*What this task involves*: Reproduce only the top of the records, down to and including the line containing "pre-flight health checks".

*** Opening Provided entries ***

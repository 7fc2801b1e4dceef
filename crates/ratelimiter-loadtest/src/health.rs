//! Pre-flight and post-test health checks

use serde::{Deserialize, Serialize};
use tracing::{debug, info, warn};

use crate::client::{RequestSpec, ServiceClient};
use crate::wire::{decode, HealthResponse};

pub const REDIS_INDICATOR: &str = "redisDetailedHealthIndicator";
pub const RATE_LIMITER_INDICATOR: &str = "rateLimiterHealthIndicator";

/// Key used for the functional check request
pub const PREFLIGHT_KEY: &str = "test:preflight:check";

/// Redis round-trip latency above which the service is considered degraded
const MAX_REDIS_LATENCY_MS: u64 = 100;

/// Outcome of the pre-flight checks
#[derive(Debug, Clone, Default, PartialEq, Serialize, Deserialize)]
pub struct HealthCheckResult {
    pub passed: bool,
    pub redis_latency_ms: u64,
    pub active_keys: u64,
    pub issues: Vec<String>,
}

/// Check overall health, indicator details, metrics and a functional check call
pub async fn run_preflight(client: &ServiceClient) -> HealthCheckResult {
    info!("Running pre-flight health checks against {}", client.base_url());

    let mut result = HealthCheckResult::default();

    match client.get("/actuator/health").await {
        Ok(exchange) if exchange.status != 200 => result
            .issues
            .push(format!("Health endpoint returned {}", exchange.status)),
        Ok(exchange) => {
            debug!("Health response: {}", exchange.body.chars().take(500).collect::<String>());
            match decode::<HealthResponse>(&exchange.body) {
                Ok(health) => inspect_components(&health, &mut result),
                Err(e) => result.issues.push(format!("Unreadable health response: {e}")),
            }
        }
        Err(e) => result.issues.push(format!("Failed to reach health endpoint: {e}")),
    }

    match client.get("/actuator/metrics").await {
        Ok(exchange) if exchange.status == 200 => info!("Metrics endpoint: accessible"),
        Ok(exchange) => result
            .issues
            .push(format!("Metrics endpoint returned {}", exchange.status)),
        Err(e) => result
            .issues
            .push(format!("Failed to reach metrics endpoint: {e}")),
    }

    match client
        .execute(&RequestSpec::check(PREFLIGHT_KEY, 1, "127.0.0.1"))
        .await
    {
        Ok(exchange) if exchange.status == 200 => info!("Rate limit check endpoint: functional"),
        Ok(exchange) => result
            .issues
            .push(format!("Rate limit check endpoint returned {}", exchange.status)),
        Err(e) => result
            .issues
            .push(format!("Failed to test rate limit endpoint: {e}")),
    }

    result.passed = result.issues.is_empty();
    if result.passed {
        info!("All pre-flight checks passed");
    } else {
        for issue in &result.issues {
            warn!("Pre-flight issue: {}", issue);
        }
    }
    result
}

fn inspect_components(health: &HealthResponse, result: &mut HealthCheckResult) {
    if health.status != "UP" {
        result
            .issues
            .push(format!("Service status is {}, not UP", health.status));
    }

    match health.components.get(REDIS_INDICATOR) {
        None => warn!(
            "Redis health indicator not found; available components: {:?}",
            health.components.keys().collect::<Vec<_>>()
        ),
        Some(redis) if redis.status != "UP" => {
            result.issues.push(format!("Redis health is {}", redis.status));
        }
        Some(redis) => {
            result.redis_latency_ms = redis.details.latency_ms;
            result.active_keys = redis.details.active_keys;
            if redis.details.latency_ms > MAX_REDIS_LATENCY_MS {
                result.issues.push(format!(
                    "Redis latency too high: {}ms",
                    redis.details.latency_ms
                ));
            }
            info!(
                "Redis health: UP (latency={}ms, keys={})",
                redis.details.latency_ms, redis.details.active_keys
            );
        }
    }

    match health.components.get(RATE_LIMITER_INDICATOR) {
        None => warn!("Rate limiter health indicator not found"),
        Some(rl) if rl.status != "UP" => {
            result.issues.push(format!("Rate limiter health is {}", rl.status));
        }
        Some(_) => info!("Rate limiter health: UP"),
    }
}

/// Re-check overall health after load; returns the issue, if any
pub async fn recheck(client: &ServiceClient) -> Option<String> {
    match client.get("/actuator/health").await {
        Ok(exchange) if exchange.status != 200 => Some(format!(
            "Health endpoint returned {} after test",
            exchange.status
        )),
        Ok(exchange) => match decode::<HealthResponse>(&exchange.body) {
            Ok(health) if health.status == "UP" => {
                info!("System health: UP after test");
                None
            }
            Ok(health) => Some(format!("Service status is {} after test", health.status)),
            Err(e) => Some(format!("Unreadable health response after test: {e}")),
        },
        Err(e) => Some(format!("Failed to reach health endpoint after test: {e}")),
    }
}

*** Closing Provided entries ***

*Finished exercise*:
repository 7fc2801b1e4dceef
filename crates/ratelimiter-loadtest/src/health.rs
//! Pre-flight and post-test health checks

use serde::{Deserialize, Serialize};
use tracing::{debug, info, warn};

use crate::client::{RequestSpec, ServiceClient};
use crate::wire::{decode, HealthResponse};

pub const REDIS_INDICATOR: &str = "redisDetailedHealthIndicator";
pub const RATE_LIMITER_INDICATOR: &str = "rateLimiterHealthIndicator";

/// Key used for the functional check request
pub const PREFLIGHT_KEY: &str = "test:preflight:check";

/// Redis round-trip latency above which the service is considered degraded
const MAX_REDIS_LATENCY_MS: u64 = 100;

/// Outcome of the pre-flight checks
#[derive(Debug, Clone, Default, PartialEq, Serialize, Deserialize)]
pub struct HealthCheckResult {
    pub passed: bool,
    pub redis_latency_ms: u64,
    pub active_keys: u64,
    pub issues: Vec<String>,
}

/// Check overall health, indicator details, metrics and a functional check call
pub async fn run_preflight(client: &ServiceClient) -> HealthCheckResult {
    info!("Running pre-flight health checks against {}", client.base_url());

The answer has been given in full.